A federal appeals court was asked on Friday night to issue an emergency order blocking individuals from gathering at Arizona ballot drop boxes to record voters.
The Arizona Alliance for Retired Americans and Voto Latino turned to the 9th US Circuit Court of Appeals after a district court judge denied their request earlier Friday for a temporary restraining order.
“Absent emergency relief, Defendants’ ongoing campaign of voter intimidation at ballot drop boxes in Arizona will continue and likely get worse, irreparably depriving Arizona voters of their right to vote freely and without intimidation through the means that Arizona law provides, and irreparably harming Plaintiffs and their members,” the request with the 9th Circuit said.

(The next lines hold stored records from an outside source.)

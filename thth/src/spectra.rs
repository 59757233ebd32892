//! Dynamic and secondary spectrum containers.
//!
//! A [`DynamicSpectrum`] is stored with one row per frequency channel and
//! one column per time sample, so its 2D Fourier transform is indexed
//! `[tau, fd]` directly. The transform lives in a [`SecondarySpectrum`]
//! whose axes are plain `f64` in the working units of the mapping routines
//! (tau in microseconds, fd in millihertz).

use ndarray::{s, Array1, Array2};
use num_complex::Complex64;
use thiserror::Error;

use crate::fft::{fft2_real, fftshift, shifted_fftfreq};
use crate::units::{Frequency, FrequencyExt, Time, TimeExt};

/// Errors raised for malformed spectra or axes.
#[derive(Error, Debug, Clone, PartialEq)]
pub enum SpectrumError {
    #[error("Data shape {data:?} does not match axes (frequency: {freqs}, time: {times})")]
    ShapeMismatch {
        data: (usize, usize),
        freqs: usize,
        times: usize,
    },

    #[error("{axis} axis needs at least 2 samples, got {len}")]
    AxisTooShort { axis: &'static str, len: usize },

    #[error("{axis} axis must be strictly ascending")]
    UnsortedAxis { axis: &'static str },

    #[error("{axis} range {start}..{end} is outside 0..{len}")]
    RangeOutOfBounds {
        axis: &'static str,
        start: usize,
        end: usize,
        len: usize,
    },
}

fn check_range(
    range: &std::ops::Range<usize>,
    len: usize,
    axis: &'static str,
) -> Result<(), SpectrumError> {
    if range.start > range.end || range.end > len {
        return Err(SpectrumError::RangeOutOfBounds {
            axis,
            start: range.start,
            end: range.end,
            len,
        });
    }
    Ok(())
}

/// Intensity as a function of observing frequency and time.
#[derive(Debug, Clone)]
pub struct DynamicSpectrum {
    data: Array2<f64>,
    freqs: Vec<Frequency>,
    times: Vec<Time>,
}

fn check_axis(values: &[f64], axis: &'static str) -> Result<(), SpectrumError> {
    if values.len() < 2 {
        return Err(SpectrumError::AxisTooShort {
            axis,
            len: values.len(),
        });
    }
    if values.windows(2).any(|w| !(w[1] > w[0])) {
        return Err(SpectrumError::UnsortedAxis { axis });
    }
    Ok(())
}

impl DynamicSpectrum {
    /// Build a dynamic spectrum from `data[channel, sample]` and its axes.
    ///
    /// Axes must be ascending with at least two samples each; the spacing is
    /// assumed uniform (the first step is used by the transform).
    pub fn new(
        data: Array2<f64>,
        freqs: Vec<Frequency>,
        times: Vec<Time>,
    ) -> Result<Self, SpectrumError> {
        if data.dim() != (freqs.len(), times.len()) {
            return Err(SpectrumError::ShapeMismatch {
                data: data.dim(),
                freqs: freqs.len(),
                times: times.len(),
            });
        }
        let f: Vec<f64> = freqs.iter().map(|f| f.as_megahertz()).collect();
        check_axis(&f, "frequency")?;
        let t: Vec<f64> = times.iter().map(|t| t.as_seconds()).collect();
        check_axis(&t, "time")?;

        Ok(Self { data, freqs, times })
    }

    /// Uniformly sampled axes starting at `freq_start` and `time_start`
    pub fn from_uniform(
        data: Array2<f64>,
        freq_start: Frequency,
        channel_width: Frequency,
        time_start: Time,
        sample_time: Time,
    ) -> Result<Self, SpectrumError> {
        let (n_freq, n_time) = data.dim();
        let freqs = (0..n_freq)
            .map(|i| freq_start + channel_width * i as f64)
            .collect();
        let times = (0..n_time)
            .map(|i| time_start + sample_time * i as f64)
            .collect();
        Self::new(data, freqs, times)
    }

    pub fn data(&self) -> &Array2<f64> {
        &self.data
    }

    pub fn freqs(&self) -> &[Frequency] {
        &self.freqs
    }

    pub fn times(&self) -> &[Time] {
        &self.times
    }

    /// Number of (frequency channels, time samples)
    pub fn dim(&self) -> (usize, usize) {
        self.data.dim()
    }

    pub fn mean_frequency(&self) -> Frequency {
        let sum: f64 = self.freqs.iter().map(|f| f.as_megahertz()).sum();
        Frequency::from_megahertz(sum / self.freqs.len() as f64)
    }

    pub fn mean_time(&self) -> Time {
        let sum: f64 = self.times.iter().map(|t| t.as_seconds()).sum();
        Time::from_seconds(sum / self.times.len() as f64)
    }

    /// Copy out the sub-spectrum covering `channels` x `samples`.
    pub fn slice(
        &self,
        channels: std::ops::Range<usize>,
        samples: std::ops::Range<usize>,
    ) -> Result<Self, SpectrumError> {
        let (n_freq, n_time) = self.dim();
        check_range(&channels, n_freq, "frequency")?;
        check_range(&samples, n_time, "time")?;
        let data = self
            .data
            .slice(s![channels.clone(), samples.clone()])
            .to_owned();
        Self::new(
            data,
            self.freqs[channels].to_vec(),
            self.times[samples].to_vec(),
        )
    }

    /// Delay axis (us) of the transform after padding by `pad` extra copies
    pub fn tau_axis(&self, pad: usize) -> Array1<f64> {
        let df_mhz = self.freqs[1].as_megahertz() - self.freqs[0].as_megahertz();
        // 1 / MHz = 1 us
        shifted_fftfreq((pad + 1) * self.freqs.len(), df_mhz)
    }

    /// Doppler axis (mHz) of the transform after padding by `pad` extra copies
    pub fn fd_axis(&self, pad: usize) -> Array1<f64> {
        let dt_s = self.times[1].as_seconds() - self.times[0].as_seconds();
        shifted_fftfreq((pad + 1) * self.times.len(), dt_s).mapv(|hz| hz * 1e3)
    }

    /// Pad by `pad` extra copies of each axis length, filled with the mean.
    pub fn padded(&self, pad: usize) -> Array2<f64> {
        let (n_freq, n_time) = self.data.dim();
        let mean = self.data.mean().unwrap_or(0.0);
        let mut out = Array2::from_elem(((pad + 1) * n_freq, (pad + 1) * n_time), mean);
        out.slice_mut(s![..n_freq, ..n_time]).assign(&self.data);
        out
    }

    /// Mean-pad, transform and center the zero delay/Doppler bin.
    pub fn secondary_spectrum(&self, pad: usize) -> SecondarySpectrum {
        let data = fftshift(&fft2_real(&self.padded(pad)));
        SecondarySpectrum {
            data,
            axes: SpectralAxes {
                tau: self.tau_axis(pad),
                fd: self.fd_axis(pad),
            },
        }
    }
}

/// Delay and Doppler axes of a secondary spectrum.
#[derive(Debug, Clone, PartialEq)]
pub struct SpectralAxes {
    /// Delay in microseconds, ascending, zero at index `len / 2`
    pub tau: Array1<f64>,
    /// Doppler frequency in millihertz, ascending, zero at index `len / 2`
    pub fd: Array1<f64>,
}

impl SpectralAxes {
    pub fn new(tau: Array1<f64>, fd: Array1<f64>) -> Self {
        Self { tau, fd }
    }

    /// Shape of a secondary spectrum over these axes, `(tau, fd)`
    pub fn dim(&self) -> (usize, usize) {
        (self.tau.len(), self.fd.len())
    }

    /// Mean delay step
    pub fn dtau(&self) -> f64 {
        mean_step(&self.tau)
    }

    /// Mean Doppler step
    pub fn dfd(&self) -> f64 {
        mean_step(&self.fd)
    }
}

fn mean_step(axis: &Array1<f64>) -> f64 {
    let n = axis.len();
    if n < 2 {
        return f64::NAN;
    }
    (axis[n - 1] - axis[0]) / (n - 1) as f64
}

/// Complex secondary spectrum indexed `[tau, fd]` with (0, 0) at the center.
#[derive(Debug, Clone)]
pub struct SecondarySpectrum {
    pub data: Array2<Complex64>,
    pub axes: SpectralAxes,
}

impl SecondarySpectrum {
    /// Pair a spectrum with its axes, checking the shapes agree.
    pub fn new(data: Array2<Complex64>, axes: SpectralAxes) -> Result<Self, SpectrumError> {
        if data.dim() != axes.dim() {
            return Err(SpectrumError::ShapeMismatch {
                data: data.dim(),
                freqs: axes.tau.len(),
                times: axes.fd.len(),
            });
        }
        check_axis(&axes.tau.to_vec(), "tau")?;
        check_axis(&axes.fd.to_vec(), "fd")?;
        Ok(Self { data, axes })
    }

    /// Power `|SS|^2`
    pub fn power(&self) -> Array2<f64> {
        self.data.mapv(|v| v.norm_sqr())
    }
}
//! Mapping between secondary-spectrum coordinates and the theta-theta plane
//!
//! For a thin screen of curvature `eta`, a pair of screen angles
//! (theta1, theta2) interferes at delay `tau = eta * (theta1^2 - theta2^2)`
//! and Doppler frequency `fd = theta1 - theta2`. The forward map samples a
//! secondary spectrum on that grid, the reduced selector keeps the square
//! block the spectrum fully supports, and the inverse map histograms a
//! theta-theta matrix back onto delay/Doppler bins.

mod forward;
mod inverse;
mod reduced;

use num_complex::Complex64;
use thiserror::Error;

use crate::spectra::SecondarySpectrum;

pub use forward::forward_map;
pub use inverse::inverse_map;
pub use reduced::{reduced_map, retained_bins, ReducedThetaTheta};

/// Errors that can occur during theta-theta mapping
#[derive(Error, Debug, Clone, PartialEq)]
pub enum MappingError {
    #[error("Spectrum shape {data:?} does not match axes {axes:?}")]
    ShapeMismatch {
        data: (usize, usize),
        axes: (usize, usize),
    },

    #[error("Theta-theta matrix shape {matrix:?} does not match {centers} bin centers")]
    MatrixSizeMismatch {
        matrix: (usize, usize),
        centers: usize,
    },

    #[error("Need at least {expected} theta edges, got {got}")]
    TooFewEdges { expected: usize, got: usize },

    #[error("Target {axis} axis needs at least 2 samples")]
    AxisTooShort { axis: &'static str },

    #[error("Curvature {0} s^3 gives a degenerate map")]
    DegenerateCurvature(f64),

    #[error("Only {retained} theta bins lie inside the spectrum, need at least 3")]
    ReducedDomainTooSmall { retained: usize },
}

fn check_spectrum(ss: &SecondarySpectrum) -> Result<(), MappingError> {
    if ss.data.dim() != ss.axes.dim() {
        return Err(MappingError::ShapeMismatch {
            data: ss.data.dim(),
            axes: ss.axes.dim(),
        });
    }
    if ss.axes.tau.len() < 2 {
        return Err(MappingError::AxisTooShort { axis: "tau" });
    }
    if ss.axes.fd.len() < 2 {
        return Err(MappingError::AxisTooShort { axis: "fd" });
    }
    Ok(())
}

fn check_edges(len: usize) -> Result<(), MappingError> {
    if len < 2 {
        return Err(MappingError::TooFewEdges {
            expected: 2,
            got: len,
        });
    }
    Ok(())
}

/// Zero each non-finite component independently
fn finite_or_zero(v: Complex64) -> Complex64 {
    Complex64::new(
        if v.re.is_finite() { v.re } else { 0.0 },
        if v.im.is_finite() { v.im } else { 0.0 },
    )
}

/// `sqrt(|2 eta (theta2 - theta1)|)`, the Jacobian of the quadratic map
#[inline]
fn flux_factor(eta: f64, theta1: f64, theta2: f64) -> f64 {
    (2.0 * eta * (theta2 - theta1)).abs().sqrt()
}

#[cfg(test)]
mod tests;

“Defendants’ intimidation campaign has already produced more than a half-dozen voter intimidation complaints and multiple law enforcement responses to drop boxes,” the filing read. “Defendants paused much of their incitement when this case was filed, but now that the district court has denied Plaintiffs’ motion, they are likely to resume their activities unless this Court takes immediate action.”
The organizations are suing the group Cleans Elections USA and its founder, Melody Jennings, accusing of them of coordinating a campaign of voter intimidation by calling on people to gather at drop boxes to record voters.
The defendants’ lawyer has denied that her clients have encouraged anyone to break the law and say that the plaintiffs haven’t provided evidence that Jennings is connected to the conduct that has prompted to voters to file complaints of intimidation to elections officials.
The plaintiffs are seeking an order prohibiting the defendants from “gathering within sight of drop boxes; from following, taking photos of, or otherwise recording voters or prospective voters, those assisting voters or prospective voters, or their vehicles at or around a drop box; and from training, organizing, or directing others to do those activities.”